Шрифт:
Закладка:
Александр Васильев: «Были две главные газеты: „Известия” и „Правда”, которые отличались только одним: в „Известиях” не печатали правду, а в „Правде” не было известий».
Те, кому по-настоящему интересна политика, вместо «Правды» и «Известий» слушают западные радиостанции – Би-би-си, «Голос Америки», радио «Свобода». Мощная система глушения не слишком помогает.
Борис Элькин: «Всё равно были места, где не сильно глушили. И были всякие фокусы. Можно было зайти, например, под пандус Литейного моста с приемником „Спидола”. И вот там было слышно иногда».
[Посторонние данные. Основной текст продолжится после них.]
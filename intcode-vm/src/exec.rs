//! # Executor
//!
//! Per-opcode semantics as a pure function of resolved parameters. The
//! executor never touches memory, registers or I/O; it describes what the
//! instruction wants and the machine applies it.

use crate::memory::Param;
use crate::opcode::Opcode;
use crate::program::Word;

/// What an executed instruction asks the machine to do
#[derive(Debug, Clone, Copy, PartialEq, Eq)]
pub enum Effect {
    /// Write `value` to `address`, then advance
    Store { address: Word, value: Word },
    /// Read the next input into `address`, then advance
    Input { address: Word },
    /// Emit a value, then advance
    Output(Word),
    /// Set the instruction pointer; no advance
    Jump(Word),
    /// Add to the relative base, then advance
    AdjustBase(Word),
    /// Nothing to do but advance (untaken jump)
    Advance,
    /// Stop
    Halt,
}

/// Compute the effect of `opcode` given its resolved parameters.
///
/// `params` must hold at least `opcode.arity()` entries.
pub fn execute(opcode: Opcode, params: &[Param]) -> Effect {
    match opcode {
        Opcode::Add => Effect::Store {
            address: params[2].address,
            value: params[0].value.wrapping_add(params[1].value),
        },
        Opcode::Multiply => Effect::Store {
            address: params[2].address,
            value: params[0].value.wrapping_mul(params[1].value),
        },
        Opcode::Input => Effect::Input {
            address: params[0].address,
        },
        Opcode::Output => Effect::Output(params[0].value),
        Opcode::JumpIfTrue => jump_when(params[0].value != 0, params[1].value),
        Opcode::JumpIfFalse => jump_when(params[0].value == 0, params[1].value),
        Opcode::LessThan => Effect::Store {
            address: params[2].address,
            value: Word::from(params[0].value < params[1].value),
        },
        Opcode::Equals => Effect::Store {
            address: params[2].address,
            value: Word::from(params[0].value == params[1].value),
        },
        Opcode::AdjustBase => Effect::AdjustBase(params[0].value),
        Opcode::Halt => Effect::Halt,
    }
}

fn jump_when(condition: bool, target: Word) -> Effect {
    if condition {
        Effect::Jump(target)
    } else {
        Effect::Advance
    }
}
//! # Intcode Net
//!
//! Orchestrates several machines over the public run API:
//! 1. A chain of amplifiers passes one signal through every machine
//! 2. A feedback chain loops the last output back into the first machine
//!    until the last machine halts
//! 3. The threaded chain does the same with one blocking task per machine
//! 4. A packet network boots one machine per address and routes
//!    `(dest, x, y)` triples between them, with a NAT watching for idleness
//!
//! Machines never share memory. Values only cross between them through each
//! machine's own input queue or output callback.

mod chain;
mod network;

pub use chain::{best_phases, run_feedback_threaded, Chain};
pub use network::{Nat, Network, NetworkConfig, NetworkEvent, Packet, Round, StopCondition, NAT_ADDRESS};
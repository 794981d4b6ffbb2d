//! # Packet Network
//!
//! One machine per address, driven round-robin. Each round a machine with
//! an empty queue is handed the idle value, runs until it blocks on input,
//! and every complete `(dest, x, y)` triple it produced is routed to the
//! destination's queue straight away.
//!
//! Address 255 is the NAT. It keeps only the latest packet and, once a whole
//! round passes with every queue empty and nothing sent, delivers that
//! packet to address 0.

use intcode_vm::{Error, Machine, MachineConfig, Program, Result, Word, DEFAULT_SCRATCH_CELLS};
use log::{debug, info, warn};
use serde::{Deserialize, Serialize};

/// The NAT's address
pub const NAT_ADDRESS: Word = 255;

/// Network settings
#[derive(Debug, Clone, Copy, PartialEq, Eq, Serialize, Deserialize)]
pub struct NetworkConfig {
    /// Number of machines, addressed `0..nodes`
    pub nodes: usize,
    /// Value handed to a machine whose queue is empty
    pub idle_input: Word,
    /// Rounds before the run gives up
    pub max_rounds: usize,
    /// Scratch cells per machine
    pub scratch_cells: usize,
}

impl Default for NetworkConfig {
    fn default() -> Self {
        Self {
            nodes: 50,
            idle_input: -1,
            max_rounds: 100_000,
            scratch_cells: DEFAULT_SCRATCH_CELLS,
        }
    }
}

impl NetworkConfig {
    pub fn with_nodes(mut self, nodes: usize) -> Self {
        self.nodes = nodes;
        self
    }

    pub fn with_max_rounds(mut self, max_rounds: usize) -> Self {
        self.max_rounds = max_rounds;
        self
    }

    fn validate(&self) -> Result<()> {
        if self.nodes == 0 {
            return Err(Error::config_invalid("a network needs at least one node"));
        }
        if self.nodes as Word >= NAT_ADDRESS {
            return Err(Error::config_invalid(format!(
                "{} nodes would collide with the NAT address {}",
                self.nodes, NAT_ADDRESS
            )));
        }
        Ok(())
    }
}

/// A routed triple
#[derive(Debug, Clone, Copy, PartialEq, Eq, Serialize, Deserialize)]
pub struct Packet {
    pub dest: Word,
    pub x: Word,
    pub y: Word,
}

/// When [`Network::run`] stops
#[derive(Debug, Clone, Copy, PartialEq, Eq, Default, Serialize, Deserialize)]
#[serde(rename_all = "snake_case")]
pub enum StopCondition {
    /// The first packet addressed to the NAT
    #[default]
    FirstNatPacket,
    /// The NAT delivers the same `y` to address 0 twice in a row
    RepeatedNatDelivery,
}

/// What stopped the run
#[derive(Debug, Clone, Copy, PartialEq, Eq, Serialize, Deserialize)]
#[serde(rename_all = "snake_case")]
pub enum NetworkEvent {
    FirstNatPacket(Packet),
    RepeatedNatDelivery(Packet),
}

impl NetworkEvent {
    pub fn packet(&self) -> Packet {
        match self {
            Self::FirstNatPacket(packet) | Self::RepeatedNatDelivery(packet) => *packet,
        }
    }
}

// =============================================================================
// NAT
// =============================================================================

/// Idle monitor holding the latest packet sent to address 255
#[derive(Debug, Clone, Default)]
pub struct Nat {
    latest: Option<Packet>,
    received: usize,
    last_delivered: Option<Packet>,
    deliveries: usize,
}

impl Nat {
    /// Keep `packet`, dropping any earlier one
    pub fn receive(&mut self, packet: Packet) {
        self.received += 1;
        self.latest = Some(packet);
    }

    /// The packet the NAT would deliver next
    pub fn latest(&self) -> Option<Packet> {
        self.latest
    }

    /// Packets received so far
    pub fn received(&self) -> usize {
        self.received
    }

    /// Deliveries to address 0 so far
    pub fn deliveries(&self) -> usize {
        self.deliveries
    }

    /// Turn the latest packet into a delivery for address 0.
    ///
    /// Returns the delivered packet and whether its `y` matches the previous
    /// delivery's. `None` when nothing has been received yet.
    fn wake(&mut self) -> Option<(Packet, bool)> {
        let packet = Packet {
            dest: 0,
            ..self.latest?
        };
        let repeated = self.last_delivered.is_some_and(|last| last.y == packet.y);
        self.last_delivered = Some(packet);
        self.deliveries += 1;
        Some((packet, repeated))
    }
}

// =============================================================================
// Network
// =============================================================================

/// Outcome of one round-robin pass
#[derive(Debug, Clone, Default, PartialEq, Eq)]
pub struct Round {
    /// Packets produced this round, in send order
    pub sent: Vec<Packet>,
    /// No queue had input and nothing was sent
    pub idle: bool,
    /// What the NAT delivered at the end of an idle round, plus whether its
    /// `y` repeated the previous delivery
    pub nat_delivery: Option<(Packet, bool)>,
}

/// Machines plus the partial packets each one has emitted so far
#[derive(Debug)]
pub struct Network {
    config: NetworkConfig,
    nodes: Vec<Machine>,
    partial: Vec<Vec<Word>>,
    nat: Nat,
    rounds: usize,
}

impl Network {
    /// Boot `config.nodes` machines, each given its address as first input
    pub fn new(program: &Program, config: NetworkConfig) -> Result<Self> {
        config.validate().map_err(|e| e.with_operation("network::new"))?;

        let machine_config = MachineConfig::default().with_scratch(config.scratch_cells);
        let nodes = (0..config.nodes)
            .map(|address| {
                let mut machine = Machine::with_config(program.clone(), machine_config);
                machine.feed(address as Word);
                machine
            })
            .collect();

        info!("network booted with {} nodes", config.nodes);
        Ok(Self {
            config,
            nodes,
            partial: vec![Vec::new(); config.nodes],
            nat: Nat::default(),
            rounds: 0,
        })
    }

    pub fn config(&self) -> &NetworkConfig {
        &self.config
    }

    pub fn nat(&self) -> &Nat {
        &self.nat
    }

    pub fn nodes(&self) -> &[Machine] {
        &self.nodes
    }

    /// Rounds completed so far
    pub fn rounds(&self) -> usize {
        self.rounds
    }

    /// Run rounds until `stop` is met or the round budget runs out
    pub fn run(&mut self, stop: StopCondition) -> Result<NetworkEvent> {
        while self.rounds < self.config.max_rounds {
            let round = self.round()?;

            if stop == StopCondition::FirstNatPacket {
                if let Some(packet) = round.sent.iter().find(|p| p.dest == NAT_ADDRESS) {
                    info!("first NAT packet after {} rounds: {:?}", self.rounds, packet);
                    return Ok(NetworkEvent::FirstNatPacket(*packet));
                }
            }

            if stop == StopCondition::RepeatedNatDelivery {
                if let Some((packet, true)) = round.nat_delivery {
                    info!("NAT repeated y={} after {} rounds", packet.y, self.rounds);
                    return Ok(NetworkEvent::RepeatedNatDelivery(packet));
                }
            }
        }

        Err(Error::budget_exhausted(self.config.max_rounds)
            .with_operation("network::run")
            .with_context("nat_packets", self.nat.received().to_string()))
    }

    /// One pass over every node in address order
    pub fn round(&mut self) -> Result<Round> {
        let mut round = Round {
            idle: true,
            ..Round::default()
        };

        for address in 0..self.nodes.len() {
            let node = &mut self.nodes[address];
            if node.is_halted() {
                continue;
            }
            if node.pending_input() == 0 {
                node.feed(self.config.idle_input);
            } else {
                round.idle = false;
            }

            node.run_until_input([]).map_err(|e| {
                Error::machine_failed(format!("node {} failed: {}", address, e.message()))
                    .with_operation("network::round")
                    .with_context("node", address.to_string())
                    .set_source(e)
            })?;

            let outputs = node.drain_output();
            let partial = &mut self.partial[address];
            partial.extend(outputs);

            let complete = partial.len() - partial.len() % 3;
            let packets: Vec<Packet> = partial
                .drain(..complete)
                .collect::<Vec<_>>()
                .chunks_exact(3)
                .map(|c| Packet {
                    dest: c[0],
                    x: c[1],
                    y: c[2],
                })
                .collect();

            for packet in packets {
                debug!("node {} -> {:?}", address, packet);
                self.route(packet);
                round.sent.push(packet);
            }
        }

        if !round.sent.is_empty() {
            round.idle = false;
        }

        if round.idle {
            if let Some((packet, repeated)) = self.nat.wake() {
                debug!("network idle, NAT delivers {:?}", packet);
                self.route(packet);
                round.nat_delivery = Some((packet, repeated));
            }
        }

        self.rounds += 1;
        Ok(round)
    }

    fn route(&mut self, packet: Packet) {
        if packet.dest == NAT_ADDRESS {
            self.nat.receive(packet);
            return;
        }

        match usize::try_from(packet.dest).ok().and_then(|d| self.nodes.get_mut(d)) {
            Some(node) if node.is_halted() => warn!("dropping packet for halted node {}", packet.dest),
            Some(node) => node.feed_all([packet.x, packet.y]),
            None => warn!("dropping packet for unknown address {}", packet.dest),
        }
    }
}
//! Project layout and configuration.
//!
//! A project is any directory containing `.arbor/`:
//!
//! ```text
//! .arbor/
//!   config.yaml   settings (tracked)
//!   tasks/        task documents (tracked)
//!   arbor.db      derived store (ignored)
//!   .gitignore
//! ```

use std::path::{Path, PathBuf};

use serde::{Deserialize, Serialize};
use tracing::{debug, info};

use crate::domain::{DEFAULT_MAX_DEPTH, MAX_DEPTH_LIMIT};
use crate::error::{Error, Result};

/// Name of the project directory.
pub const ARBOR_DIR_NAME: &str = ".arbor";

/// Name of the configuration file.
pub const CONFIG_FILE_NAME: &str = "config.yaml";

/// Name of the task document directory.
pub const TASKS_DIR_NAME: &str = "tasks";

/// Name of the store database file.
pub const DB_FILE_NAME: &str = "arbor.db";

/// Name of the gitignore file within `.arbor`.
pub const GITIGNORE_FILE_NAME: &str = ".gitignore";

/// Maximum directory depth to traverse when searching for the project root.
pub const MAX_TRAVERSAL_DEPTH: usize = 256;

/// Whether to use git for document recovery and commits.
#[derive(Debug, Clone, Copy, Default, PartialEq, Eq, Serialize, Deserialize)]
#[serde(rename_all = "kebab-case")]
pub enum VcsMode {
    /// Use git when the project is inside a work tree.
    #[default]
    Auto,
    /// Never touch version control.
    Off,
}

/// What happens to a `split` parent when its last child is deleted.
#[derive(Debug, Clone, Copy, Default, PartialEq, Eq, Serialize, Deserialize)]
#[serde(rename_all = "kebab-case")]
pub enum LastChildPolicy {
    /// Leave the status alone; only the leaf flag changes.
    #[default]
    KeepSplit,
    /// Move the parent back to `todo` so it is planned again.
    RevertToTodo,
}

/// External program used as the execution delegate.
#[derive(Debug, Clone, PartialEq, Eq, Serialize, Deserialize)]
#[serde(deny_unknown_fields)]
pub struct ExecutorConfig {
    /// Program to spawn.
    pub program: String,
    /// Arguments passed before the prompt is written to stdin.
    #[serde(default)]
    pub args: Vec<String>,
}

impl Default for ExecutorConfig {
    fn default() -> Self {
        Self {
            program: "claude".to_string(),
            args: vec!["--print".to_string()],
        }
    }
}

/// Contents of `.arbor/config.yaml`.
#[derive(Debug, Clone, PartialEq, Eq, Serialize, Deserialize)]
#[serde(default, rename_all = "kebab-case", deny_unknown_fields)]
pub struct ArborConfig {
    /// Tasks executed at once during traversals.
    pub parallelism: usize,
    /// Deepest allowed hierarchy level (root is 0).
    pub max_depth: u32,
    /// How long a store write waits on a locked database.
    pub busy_timeout_ms: u64,
    /// Version control usage.
    pub vcs: VcsMode,
    /// Commit touched documents after each mutation.
    pub auto_commit: bool,
    /// Parent status policy when the last child goes away.
    pub on_last_child_removed: LastChildPolicy,
    /// Upper bound on planning rounds in a full cycle.
    pub max_plan_rounds: u32,
    /// Execution delegate.
    pub executor: ExecutorConfig,
}

impl Default for ArborConfig {
    fn default() -> Self {
        Self {
            parallelism: 2,
            max_depth: DEFAULT_MAX_DEPTH,
            busy_timeout_ms: 5000,
            vcs: VcsMode::Auto,
            auto_commit: true,
            on_last_child_removed: LastChildPolicy::KeepSplit,
            max_plan_rounds: 10,
            executor: ExecutorConfig::default(),
        }
    }
}

impl ArborConfig {
    /// Loads and validates configuration from a file.
    ///
    /// # Errors
    ///
    /// Returns [`Error::Config`] if the file does not parse or a value is
    /// out of range, and [`Error::Io`] if it cannot be read.
    pub fn load(path: &Path) -> Result<Self> {
        let content = std::fs::read_to_string(path)?;
        let config: Self =
            serde_yaml::from_str(&content).map_err(|e| Error::Config(e.to_string()))?;
        config.validate()?;
        debug!(path = %path.display(), "loaded configuration");
        Ok(config)
    }

    /// Saves configuration to a file.
    ///
    /// # Errors
    ///
    /// Returns an error if serialization or the write fails.
    pub fn save(&self, path: &Path) -> Result<()> {
        let content =
            serde_yaml::to_string(self).map_err(|e| Error::Config(format!("YAML error: {e}")))?;
        std::fs::write(path, content)?;
        Ok(())
    }

    /// Checks value ranges.
    ///
    /// # Errors
    ///
    /// Returns [`Error::Config`] naming the first bad field.
    pub fn validate(&self) -> Result<()> {
        if self.parallelism == 0 {
            return Err(Error::Config("parallelism must be at least 1".into()));
        }
        if self.max_depth == 0 || self.max_depth > MAX_DEPTH_LIMIT {
            return Err(Error::Config(format!(
                "max-depth must be between 1 and {MAX_DEPTH_LIMIT}"
            )));
        }
        if self.max_plan_rounds == 0 {
            return Err(Error::Config("max-plan-rounds must be at least 1".into()));
        }
        if self.executor.program.trim().is_empty() {
            return Err(Error::Config("executor program must not be empty".into()));
        }
        Ok(())
    }
}

/// Resolved paths of one project.
#[derive(Debug, Clone, PartialEq, Eq)]
pub struct ProjectPaths {
    root: PathBuf,
}

impl ProjectPaths {
    /// Paths for the project rooted at `root`.
    #[must_use]
    pub fn new(root: impl Into<PathBuf>) -> Self {
        Self { root: root.into() }
    }

    /// Directory containing `.arbor/`.
    #[must_use]
    pub fn root(&self) -> &Path {
        &self.root
    }

    /// The `.arbor/` directory.
    #[must_use]
    pub fn arbor_dir(&self) -> PathBuf {
        self.root.join(ARBOR_DIR_NAME)
    }

    /// The configuration file.
    #[must_use]
    pub fn config_file(&self) -> PathBuf {
        self.arbor_dir().join(CONFIG_FILE_NAME)
    }

    /// The task document directory.
    #[must_use]
    pub fn tasks_dir(&self) -> PathBuf {
        self.arbor_dir().join(TASKS_DIR_NAME)
    }

    /// The store database.
    #[must_use]
    pub fn db_file(&self) -> PathBuf {
        self.arbor_dir().join(DB_FILE_NAME)
    }

    /// Loads the configuration, falling back to defaults if the file is absent.
    ///
    /// # Errors
    ///
    /// Returns an error if the file exists but is invalid.
    pub fn load_config(&self) -> Result<ArborConfig> {
        let path = self.config_file();
        if path.exists() {
            ArborConfig::load(&path)
        } else {
            Ok(ArborConfig::default())
        }
    }
}

/// Initializes a project in `base_dir`.
///
/// Creates `.arbor/` with a default configuration, the task directory and a
/// `.gitignore` that keeps the derived store out of version control.
///
/// # Errors
///
/// Returns [`Error::Config`] if `.arbor/` already exists, or an I/O error if
/// the files cannot be created.
pub fn init(base_dir: &Path) -> Result<ProjectPaths> {
    let paths = ProjectPaths::new(base_dir);
    let arbor_dir = paths.arbor_dir();

    if arbor_dir.exists() {
        return Err(Error::Config(format!(
            "arbor is already initialized here (found '{}')",
            arbor_dir.display()
        )));
    }

    std::fs::create_dir_all(paths.tasks_dir())?;
    ArborConfig::default().save(&paths.config_file())?;

    let gitignore = "\
# The store is rebuilt from task documents; do not track it
arbor.db
arbor.db-wal
arbor.db-shm
*.tmp
";
    std::fs::write(arbor_dir.join(GITIGNORE_FILE_NAME), gitignore)?;

    info!(root = %base_dir.display(), "initialized project");
    Ok(paths)
}

/// Finds the project root by searching up from `start_dir`.
///
/// Returns `None` if no `.arbor/` directory is found within
/// [`MAX_TRAVERSAL_DEPTH`] levels.
#[must_use]
pub fn find_root(start_dir: &Path) -> Option<PathBuf> {
    start_dir
        .ancestors()
        .take(MAX_TRAVERSAL_DEPTH)
        .find(|dir| dir.join(ARBOR_DIR_NAME).is_dir())
        .map(Path::to_path_buf)
}

#[cfg(test)]
mod tests {
    use super::*;
    use rstest::rstest;
    use tempfile::TempDir;

    #[test]
    fn init_creates_layout() {
        let dir = TempDir::new().unwrap();
        let paths = init(dir.path()).unwrap();

        assert!(paths.tasks_dir().is_dir());
        assert!(paths.config_file().is_file());
        let ignore = std::fs::read_to_string(paths.arbor_dir().join(GITIGNORE_FILE_NAME)).unwrap();
        assert!(ignore.contains("arbor.db"));
    }

    #[test]
    fn init_twice_fails() {
        let dir = TempDir::new().unwrap();
        init(dir.path()).unwrap();
        assert!(matches!(init(dir.path()), Err(Error::Config(_))));
    }

    #[test]
    fn saved_defaults_load_back() {
        let dir = TempDir::new().unwrap();
        let paths = init(dir.path()).unwrap();
        assert_eq!(paths.load_config().unwrap(), ArborConfig::default());
    }

    #[test]
    fn missing_config_uses_defaults() {
        let dir = TempDir::new().unwrap();
        let paths = ProjectPaths::new(dir.path());
        assert_eq!(paths.load_config().unwrap(), ArborConfig::default());
    }

    #[test]
    fn partial_config_fills_defaults() {
        let config: ArborConfig =
            serde_yaml::from_str("parallelism: 4\non-last-child-removed: revert-to-todo\n").unwrap();
        assert_eq!(config.parallelism, 4);
        assert_eq!(config.on_last_child_removed, LastChildPolicy::RevertToTodo);
        assert_eq!(config.max_depth, DEFAULT_MAX_DEPTH);
    }

    #[test]
    fn unknown_field_is_rejected() {
        assert!(serde_yaml::from_str::<ArborConfig>("paralelism: 4\n").is_err());
    }

    #[rstest]
    #[case::zero_parallelism("parallelism: 0\n", "parallelism")]
    #[case::zero_depth("max-depth: 0\n", "max-depth")]
    #[case::deep("max-depth: 99\n", "max-depth")]
    #[case::no_rounds("max-plan-rounds: 0\n", "max-plan-rounds")]
    #[case::empty_program("executor:\n  program: ''\n", "executor")]
    fn load_rejects_out_of_range(#[case] yaml: &str, #[case] field: &str) {
        let dir = TempDir::new().unwrap();
        let path = dir.path().join(CONFIG_FILE_NAME);
        std::fs::write(&path, yaml).unwrap();

        let err = ArborConfig::load(&path).unwrap_err();
        assert!(matches!(err, Error::Config(_)));
        assert!(err.to_string().contains(field), "unexpected message: {err}");
    }

    #[test]
    fn find_root_walks_up() {
        let dir = TempDir::new().unwrap();
        init(dir.path()).unwrap();
        let nested = dir.path().join("a").join("b");
        std::fs::create_dir_all(&nested).unwrap();

        assert_eq!(find_root(&nested), Some(dir.path().to_path_buf()));
    }

    #[test]
    fn find_root_none_outside_project() {
        let dir = TempDir::new().unwrap();
        assert_eq!(find_root(dir.path()), None);
    }
}
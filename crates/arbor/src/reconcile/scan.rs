//! Reading and validating the document set.

use std::collections::BTreeMap;

use arbor_doc::{DocumentStore, Finding};
use tracing::{debug, warn};

use crate::domain::{TaskId, TaskRecord};
use crate::error::Result;

/// Valid documents plus what was skipped on the way.
#[derive(Debug, Default)]
pub(crate) struct DocumentSet {
    /// Records of documents that passed validation, by id.
    pub records: BTreeMap<TaskId, TaskRecord>,
    /// Number of documents skipped.
    pub skipped: usize,
    /// Human-readable warnings, each prefixed with `#id: `.
    pub warnings: Vec<String>,
}

impl DocumentSet {
    fn warn(&mut self, id: TaskId, message: impl std::fmt::Display) {
        let text = format!("#{id}: {message}");
        warn!(task_id = %id, "{message}");
        self.warnings.push(text);
    }
}

/// Scans and validates every primary document.
///
/// Blocking findings skip the document; warnings (empty body) are recorded
/// and the document is kept. Afterwards, documents whose parent has no valid
/// document are dropped too, repeatedly, so the descendants of a skipped
/// document go with it.
pub(crate) fn scan_documents(docs: &DocumentStore) -> Result<DocumentSet> {
    let mut set = DocumentSet::default();

    for id in docs.scan()? {
        let mut report = docs.inspect(id);
        if !report.is_valid() {
            let reason = report
                .first_blocking()
                .map_or_else(|| report.summary(), Finding::to_string);
            set.skipped += 1;
            set.warn(id, format_args!("invalid document skipped: {reason}"));
            continue;
        }
        for finding in report.warnings() {
            set.warn(id, finding);
        }
        if let Some(document) = report.take_document() {
            set.records
                .insert(id, TaskRecord::from_document(id, &document));
        }
    }

    loop {
        let orphans: Vec<(TaskId, TaskId)> = set
            .records
            .values()
            .filter_map(|r| r.parent.map(|p| (r.id, p)))
            .filter(|(_, parent)| !set.records.contains_key(parent))
            .collect();
        if orphans.is_empty() {
            break;
        }
        for (id, parent) in orphans {
            set.records.remove(&id);
            set.skipped += 1;
            set.warn(id, format_args!("parent #{parent} has no document"));
        }
    }

    debug!(valid = set.records.len(), skipped = set.skipped, "scanned documents");
    Ok(set)
}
Газеты на Большом пр. Фото С. Подгоркова
На двадцать лет время словно остановилось. Люди, пришедшие к власти в 1964-м, будут править страной до 1985 года. Они обеспечат стране стабильность и относительно высокий уровень жизни, не допустят большой войны. Но цена этой стабильности – отсутствие какого бы то ни было движения, новых лиц и идей. То, что потом назовут застоем.
Эдуард Лимонов: «КПСС превратилась в орден таких геронтократов. Свежих людей боялись… Изъян социалистической системы. К власти не проходил ни один талантливый чел».
Людмила Чубайс: «Сейчас мы до 35 лет рассматриваем кандидатуры на серьезную работу. А раньше – старше 35-ти».
В любой стране и при любом режиме самый простой способ выбиться в люди – хорошо работать. Но в многочисленных ленинградских НИИ и КБ семидесятых годов посты завлабов занимают старшие братья – шестидесятники, а в начальниках – люди из поколения фронтовиков, которые годятся нашим героям в отцы. Перспективы карьерного роста близки к нулю, работа идет ни шатко ни валко.
Борис Элькин: «Я какой-то фигней занимался. Книжки читал в столе. Меня ловили. Я говорю, мне делать нечего. Они говорят, читай техническую литературу. Повышай свой уровень. Это ужасно было. Тетки красились. Бесконечно курить ходили. Ну, это такая выматывающая штука, конечно, выматывающая. Все заканчивали в 6 часов. В 6 часов звонит звонок. Во всех конторах. И вот все с низкого старта кидались бежать. То есть бежали с работы, как с пожара».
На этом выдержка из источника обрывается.